As reported by AIMed earlier, the ongoing Covid-19 pandemic quickens technology adoption. Many medical institutions are opening up to new technologies such as artificial intelligence (AI) for the very first time to help them manage the immense number of patients and shoulder the pressure put upon healthcare workers as a result of the coronavirus. At the same time, some companies and research groups are also putting their projects aside and divert resources to develop tools to combat the global health crisis, hoping they will bring back some lucrative returns.

Tools that were produced in a haste

Either way, concerns that prevent AI deployment like data privacy; biases and generalizability seem to be lifted overnight because everyone is forced to make a change. For example, Rizwan Malik, the lead radiologist at the Royal Bolton Hospital in UK noticed some of his patients are required to wait long hours for a specialist to examine their x-rays. If an AI-based tool is used, the waiting time may decrease tremendously. Initially, Malik planned to test qXR, an AI-driven chest x-ray system developed by Mumbai-based company Qure.ai but before he could embark, Covid-19 hit the country.

Early studies revealed that some severe Covid-19 cases will exhibit unique lung abnormalities that are similar to viral pneumonia. Since medical institutions are not able to take in all individuals with Covid-19 symptoms for a PCR test, looking at their chest x-rays become a triage shortcut. Malik saw the opportunity and proposed to retool qXR into a Covid-19 detection machine whereby AI will assist in the initial reading of chest x-rays. The process will usually take months because the hospital needs to inspect the tool and its design in great details but not this time. Malik was given an immediate approval to deploy the tool at the Royal Bolton.

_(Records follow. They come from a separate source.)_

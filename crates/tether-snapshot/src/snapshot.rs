use std::collections::{BTreeMap, BTreeSet};
use std::sync::Arc;

use tether_store::{ContentStore, ObjectKind, StoredObject};
use tether_types::{Checksum, DocumentId, ProjectId, SnapshotVersion};

use crate::error::{SnapshotError, SnapshotResult};
use crate::node::{DocumentNode, OptionSet, ProjectNode, ReferenceList, SolutionNode};

// ---------------------------------------------------------------------------
// DocumentSnapshot
// ---------------------------------------------------------------------------

/// One immutable document: attributes, text and the two stored nodes
/// (document node and source text) backing them.
#[derive(Clone, Debug)]
pub struct DocumentSnapshot {
    id: DocumentId,
    name: String,
    text: Arc<str>,
    checksum: Checksum,
    node: StoredObject,
    text_checksum: Checksum,
    text_node: StoredObject,
}

impl DocumentSnapshot {
    /// Build a document, hashing its text and node.
    pub fn build(
        id: DocumentId,
        name: impl Into<String>,
        text: impl Into<Arc<str>>,
    ) -> SnapshotResult<Self> {
        let name = name.into();
        let text: Arc<str> = text.into();
        let text_node = StoredObject::new(ObjectKind::SourceText, text.as_bytes().to_vec());
        let text_checksum = text_node.compute_checksum();
        let node = DocumentNode {
            id,
            name: name.clone(),
            text: text_checksum,
        }
        .to_object()?;
        Ok(Self {
            id,
            name,
            text,
            checksum: node.compute_checksum(),
            node,
            text_checksum,
            text_node,
        })
    }

    fn load(
        checksum: Checksum,
        resolve: &mut impl FnMut(&Checksum) -> SnapshotResult<Option<StoredObject>>,
    ) -> SnapshotResult<Self> {
        let node_obj = require(resolve, &checksum)?;
        let node = DocumentNode::from_object(&node_obj).map_err(|e| malformed(checksum, e))?;
        let text_node = require(resolve, &node.text)?;
        text_node
            .expect_kind(ObjectKind::SourceText)
            .map_err(|e| malformed(node.text, e.into()))?;
        let text = std::str::from_utf8(&text_node.data).map_err(|e| SnapshotError::Malformed {
            checksum: node.text,
            reason: e.to_string(),
        })?;
        Ok(Self {
            id: node.id,
            name: node.name,
            text: Arc::from(text),
            checksum,
            node: node_obj,
            text_checksum: node.text,
            text_node,
        })
    }

    pub fn id(&self) -> DocumentId {
        self.id
    }

    pub fn name(&self) -> &str {
        &self.name
    }

    pub fn text(&self) -> &Arc<str> {
        &self.text
    }

    /// Checksum of the document node.
    pub fn checksum(&self) -> Checksum {
        self.checksum
    }

    /// Checksum of the source text alone.
    pub fn text_checksum(&self) -> Checksum {
        self.text_checksum
    }

    fn push_nodes(&self, out: &mut Vec<(Checksum, StoredObject)>) {
        out.push((self.checksum, self.node.clone()));
        out.push((self.text_checksum, self.text_node.clone()));
    }
}

// ---------------------------------------------------------------------------
// ProjectSnapshot
// ---------------------------------------------------------------------------

/// One immutable project with its options, references and documents.
#[derive(Clone, Debug)]
pub struct ProjectSnapshot {
    id: ProjectId,
    name: String,
    language: String,
    options: OptionSet,
    references: ReferenceList,
    documents: BTreeMap<DocumentId, Arc<DocumentSnapshot>>,
    checksum: Checksum,
    node: StoredObject,
    options_checksum: Checksum,
    options_node: StoredObject,
    references_checksum: Checksum,
    references_node: StoredObject,
}

impl ProjectSnapshot {
    /// Build a project from already-built documents.
    pub fn build(
        id: ProjectId,
        name: impl Into<String>,
        language: impl Into<String>,
        options: OptionSet,
        references: ReferenceList,
        documents: BTreeMap<DocumentId, Arc<DocumentSnapshot>>,
    ) -> SnapshotResult<Self> {
        let name = name.into();
        let language = language.into();
        let options_node = options.to_object()?;
        let options_checksum = options_node.compute_checksum();
        let references_node = references.to_object()?;
        let references_checksum = references_node.compute_checksum();
        let node = ProjectNode {
            id,
            name: name.clone(),
            language: language.clone(),
            options: options_checksum,
            references: references_checksum,
            documents: documents.values().map(|d| d.checksum).collect(),
        }
        .to_object()?;
        Ok(Self {
            id,
            name,
            language,
            options,
            references,
            documents,
            checksum: node.compute_checksum(),
            node,
            options_checksum,
            options_node,
            references_checksum,
            references_node,
        })
    }

    fn load(
        checksum: Checksum,
        resolve: &mut impl FnMut(&Checksum) -> SnapshotResult<Option<StoredObject>>,
    ) -> SnapshotResult<Self> {
        let node_obj = require(resolve, &checksum)?;
        let node = ProjectNode::from_object(&node_obj).map_err(|e| malformed(checksum, e))?;

        let options_node = require(resolve, &node.options)?;
        let options: OptionSet = options_node
            .decode_json(ObjectKind::Options)
            .map_err(|e| malformed(node.options, e.into()))?;
        let references_node = require(resolve, &node.references)?;
        let references: ReferenceList = references_node
            .decode_json(ObjectKind::References)
            .map_err(|e| malformed(node.references, e.into()))?;

        let mut documents = BTreeMap::new();
        for doc_checksum in &node.documents {
            let doc = DocumentSnapshot::load(*doc_checksum, resolve)?;
            documents.insert(doc.id, Arc::new(doc));
        }

        Ok(Self {
            id: node.id,
            name: node.name,
            language: node.language,
            options,
            references,
            documents,
            checksum,
            node: node_obj,
            options_checksum: node.options,
            options_node,
            references_checksum: node.references,
            references_node,
        })
    }

    pub fn id(&self) -> ProjectId {
        self.id
    }

    pub fn name(&self) -> &str {
        &self.name
    }

    pub fn language(&self) -> &str {
        &self.language
    }

    pub fn options(&self) -> &OptionSet {
        &self.options
    }

    pub fn references(&self) -> &ReferenceList {
        &self.references
    }

    pub fn checksum(&self) -> Checksum {
        self.checksum
    }

    pub fn document(&self, id: DocumentId) -> Option<&Arc<DocumentSnapshot>> {
        self.documents.get(&id)
    }

    /// Documents in `DocumentId` order.
    pub fn documents(&self) -> impl Iterator<Item = &Arc<DocumentSnapshot>> {
        self.documents.values()
    }

    pub(crate) fn document_map(&self) -> &BTreeMap<DocumentId, Arc<DocumentSnapshot>> {
        &self.documents
    }

    fn push_nodes(&self, out: &mut Vec<(Checksum, StoredObject)>) {
        out.push((self.checksum, self.node.clone()));
        out.push((self.options_checksum, self.options_node.clone()));
        out.push((self.references_checksum, self.references_node.clone()));
        for doc in self.documents.values() {
            doc.push_nodes(out);
        }
    }
}

// ---------------------------------------------------------------------------
// Snapshot
// ---------------------------------------------------------------------------

/// Immutable, versioned view of a whole solution.
///
/// Identity is the solution checksum alone; two snapshots with the same
/// checksum are interchangeable whatever their version. Parts are shared
/// through `Arc`, so deriving a snapshot from a previous one only allocates
/// the changed path.
#[derive(Clone, Debug)]
pub struct Snapshot {
    checksum: Checksum,
    version: SnapshotVersion,
    projects: BTreeMap<ProjectId, Arc<ProjectSnapshot>>,
    node: StoredObject,
}

impl Snapshot {
    /// Build a snapshot from already-built projects.
    pub fn build(
        version: SnapshotVersion,
        projects: BTreeMap<ProjectId, Arc<ProjectSnapshot>>,
    ) -> SnapshotResult<Self> {
        let node = SolutionNode {
            projects: projects.values().map(|p| p.checksum).collect(),
        }
        .to_object()?;
        Ok(Self {
            checksum: node.compute_checksum(),
            version,
            projects,
            node,
        })
    }

    /// An empty solution.
    pub fn empty() -> SnapshotResult<Self> {
        Self::build(SnapshotVersion::INITIAL, BTreeMap::new())
    }

    /// Reassemble a snapshot from its root checksum.
    ///
    /// `resolve` returns the stored node for a checksum, or `None` when it is
    /// unavailable. A missing or undecodable node fails the whole assembly;
    /// a partially built snapshot is never returned.
    pub fn assemble(
        root: Checksum,
        version: SnapshotVersion,
        mut resolve: impl FnMut(&Checksum) -> SnapshotResult<Option<StoredObject>>,
    ) -> SnapshotResult<Self> {
        let node_obj = require(&mut resolve, &root)?;
        let node = SolutionNode::from_object(&node_obj).map_err(|e| malformed(root, e))?;
        let mut projects = BTreeMap::new();
        for project_checksum in &node.projects {
            let project = ProjectSnapshot::load(*project_checksum, &mut resolve)?;
            projects.insert(project.id, Arc::new(project));
        }
        Ok(Self {
            checksum: root,
            version,
            projects,
            node: node_obj,
        })
    }

    /// Reassemble a snapshot entirely from a content store.
    pub fn load(
        root: Checksum,
        version: SnapshotVersion,
        store: &dyn ContentStore,
    ) -> SnapshotResult<Self> {
        Self::assemble(root, version, |c| Ok(store.get(c)?))
    }

    /// Root (solution) checksum.
    pub fn checksum(&self) -> Checksum {
        self.checksum
    }

    pub fn version(&self) -> SnapshotVersion {
        self.version
    }

    /// Same content under a different version number.
    pub fn with_version(&self, version: SnapshotVersion) -> Self {
        Self {
            version,
            ..self.clone()
        }
    }

    pub fn project(&self, id: ProjectId) -> Option<&Arc<ProjectSnapshot>> {
        self.projects.get(&id)
    }

    /// Projects in `ProjectId` order.
    pub fn projects(&self) -> impl Iterator<Item = &Arc<ProjectSnapshot>> {
        self.projects.values()
    }

    pub(crate) fn project_map(&self) -> &BTreeMap<ProjectId, Arc<ProjectSnapshot>> {
        &self.projects
    }

    /// Find a document in any project.
    pub fn document(&self, id: DocumentId) -> Option<&Arc<DocumentSnapshot>> {
        self.projects.values().find_map(|p| p.document(id))
    }

    /// Every document of every project.
    pub fn documents(&self) -> impl Iterator<Item = &Arc<DocumentSnapshot>> {
        self.projects.values().flat_map(|p| p.documents())
    }

    /// Every stored node of the tree, de-duplicated, root first.
    pub fn nodes(&self) -> Vec<(Checksum, StoredObject)> {
        let mut all = vec![(self.checksum, self.node.clone())];
        for project in self.projects.values() {
            project.push_nodes(&mut all);
        }
        let mut seen = BTreeSet::new();
        all.retain(|(c, _)| seen.insert(*c));
        all
    }

    /// Every checksum in the tree, de-duplicated.
    pub fn all_checksums(&self) -> Vec<Checksum> {
        self.nodes().into_iter().map(|(c, _)| c).collect()
    }

    /// Write every node not already present into `store`.
    ///
    /// Returns the number of nodes written.
    pub fn publish(&self, store: &dyn ContentStore) -> SnapshotResult<usize> {
        let mut written = 0;
        for (checksum, object) in self.nodes() {
            if !store.contains(&checksum)? {
                store.put(object)?;
                written += 1;
            }
        }
        Ok(written)
    }
}

fn require(
    resolve: &mut impl FnMut(&Checksum) -> SnapshotResult<Option<StoredObject>>,
    checksum: &Checksum,
) -> SnapshotResult<StoredObject> {
    resolve(checksum)?.ok_or(SnapshotError::MissingNode(*checksum))
}

fn malformed(checksum: Checksum, err: SnapshotError) -> SnapshotError {
    SnapshotError::Malformed {
        checksum,
        reason: err.to_string(),
    }
}
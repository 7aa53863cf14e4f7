use tether_snapshot::SnapshotError;
use tether_store::StoreError;
use tether_types::Checksum;
use thiserror::Error;

#[derive(Debug, Error)]
pub enum SyncError {
    /// The authoritative side does not have a node it handed out.
    #[error("checksum not found on host: {0}")]
    ChecksumNotFound(Checksum),

    /// The transport to the host dropped mid-walk.
    #[error("connection lost during synchronization")]
    ConnectionLost,

    #[error("synchronization canceled")]
    Canceled,

    /// A pulled node did not hash to the checksum it was requested by.
    #[error("verification failed for {checksum}: {reason}")]
    VerificationFailed { checksum: Checksum, reason: String },

    /// The source answered without a node that was requested.
    #[error("asset missing from response: {0}")]
    Incomplete(Checksum),

    #[error("transport error: {0}")]
    TransportError(String),

    #[error("snapshot error: {0}")]
    Snapshot(#[from] SnapshotError),

    #[error("store error: {0}")]
    Store(#[from] StoreError),
}

pub type SyncResult<T> = Result<T, SyncError>;
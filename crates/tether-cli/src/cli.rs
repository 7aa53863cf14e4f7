use std::path::PathBuf;

use clap::{Args, Parser, Subcommand};

#[derive(Parser)]
#[command(
    name = "tether",
    about = "tether: offload analysis to a worker process over synchronized snapshots",
    version,
)]
pub struct Cli {
    #[command(subcommand)]
    pub command: Command,

    #[arg(short, long, global = true)]
    pub verbose: bool,

    /// TOML configuration file
    #[arg(long, global = true)]
    pub config: Option<PathBuf>,

    #[arg(long, global = true, default_value = "text")]
    pub format: OutputFormat,
}

#[derive(Clone, Copy, Debug, PartialEq, Eq, clap::ValueEnum)]
pub enum OutputFormat {
    Text,
    Json,
}

#[derive(Subcommand)]
pub enum Command {
    /// Serve a host over stdin/stdout
    Worker(WorkerArgs),
    /// Load a directory and analyze it in a worker
    Analyze(AnalyzeArgs),
    /// Print the snapshot checksum of a directory
    Checksum(ChecksumArgs),
}

#[derive(Args)]
pub struct WorkerArgs {
    /// Persistent cache directory for the worker's content store
    #[arg(long)]
    pub cache_dir: Option<PathBuf>,
    /// Number of cached results
    #[arg(long)]
    pub cache_capacity: Option<usize>,
}

#[derive(Args)]
pub struct AnalyzeArgs {
    pub path: PathBuf,
    /// Also search every document for this text
    #[arg(long)]
    pub find: Option<String>,
    /// Worker executable (defaults to this executable)
    #[arg(long)]
    pub worker: Option<PathBuf>,
    /// Run the worker inside this process
    #[arg(long)]
    pub in_process: bool,
}

#[derive(Args)]
pub struct ChecksumArgs {
    pub path: PathBuf,
    /// Show project and document checksums
    #[arg(long)]
    pub tree: bool,
}

#[cfg(test)]
mod tests {
    use super::*;

    #[test]
    fn parse_worker() {
        let cli = Cli::try_parse_from(["tether", "worker", "--cache-dir", "/tmp/c"]).unwrap();
        if let Command::Worker(args) = cli.command {
            assert_eq!(args.cache_dir, Some(PathBuf::from("/tmp/c")));
            assert_eq!(args.cache_capacity, None);
        } else {
            panic!("wrong command");
        }
    }

    #[test]
    fn parse_analyze() {
        let cli = Cli::try_parse_from(["tether", "analyze", "src", "--find", "TODO", "--in-process"])
            .unwrap();
        if let Command::Analyze(args) = cli.command {
            assert_eq!(args.path, PathBuf::from("src"));
            assert_eq!(args.find.as_deref(), Some("TODO"));
            assert!(args.in_process);
        } else {
            panic!("wrong command");
        }
    }

    #[test]
    fn parse_checksum_json() {
        let cli = Cli::try_parse_from(["tether", "--format", "json", "checksum", ".", "--tree"]).unwrap();
        assert_eq!(cli.format, OutputFormat::Json);
        assert!(matches!(cli.command, Command::Checksum(ChecksumArgs { tree: true, .. })));
    }

    #[test]
    fn global_flags_after_subcommand() {
        let cli = Cli::try_parse_from(["tether", "checksum", ".", "-v", "--config", "t.toml"]).unwrap();
        assert!(cli.verbose);
        assert_eq!(cli.config, Some(PathBuf::from("t.toml")));
    }

    #[test]
    fn missing_path_is_an_error() {
        assert!(Cli::try_parse_from(["tether", "analyze"]).is_err());
    }
}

Challenges that come with AI don’t go away

Nevertheless, medicine and healthcare are generally rigid and incorporate many factors that do not permit changes easily. What happened to qXR’s retool process was the company had to work with experts to learn from past literature, all the characteristics attributed to covid-induced pneumonia. They then coded what they have learnt into the machine before performing validation study on more than 11,000 patients’ images. However, this is not something that all companies can achieve within such a short and pressurizing period of time.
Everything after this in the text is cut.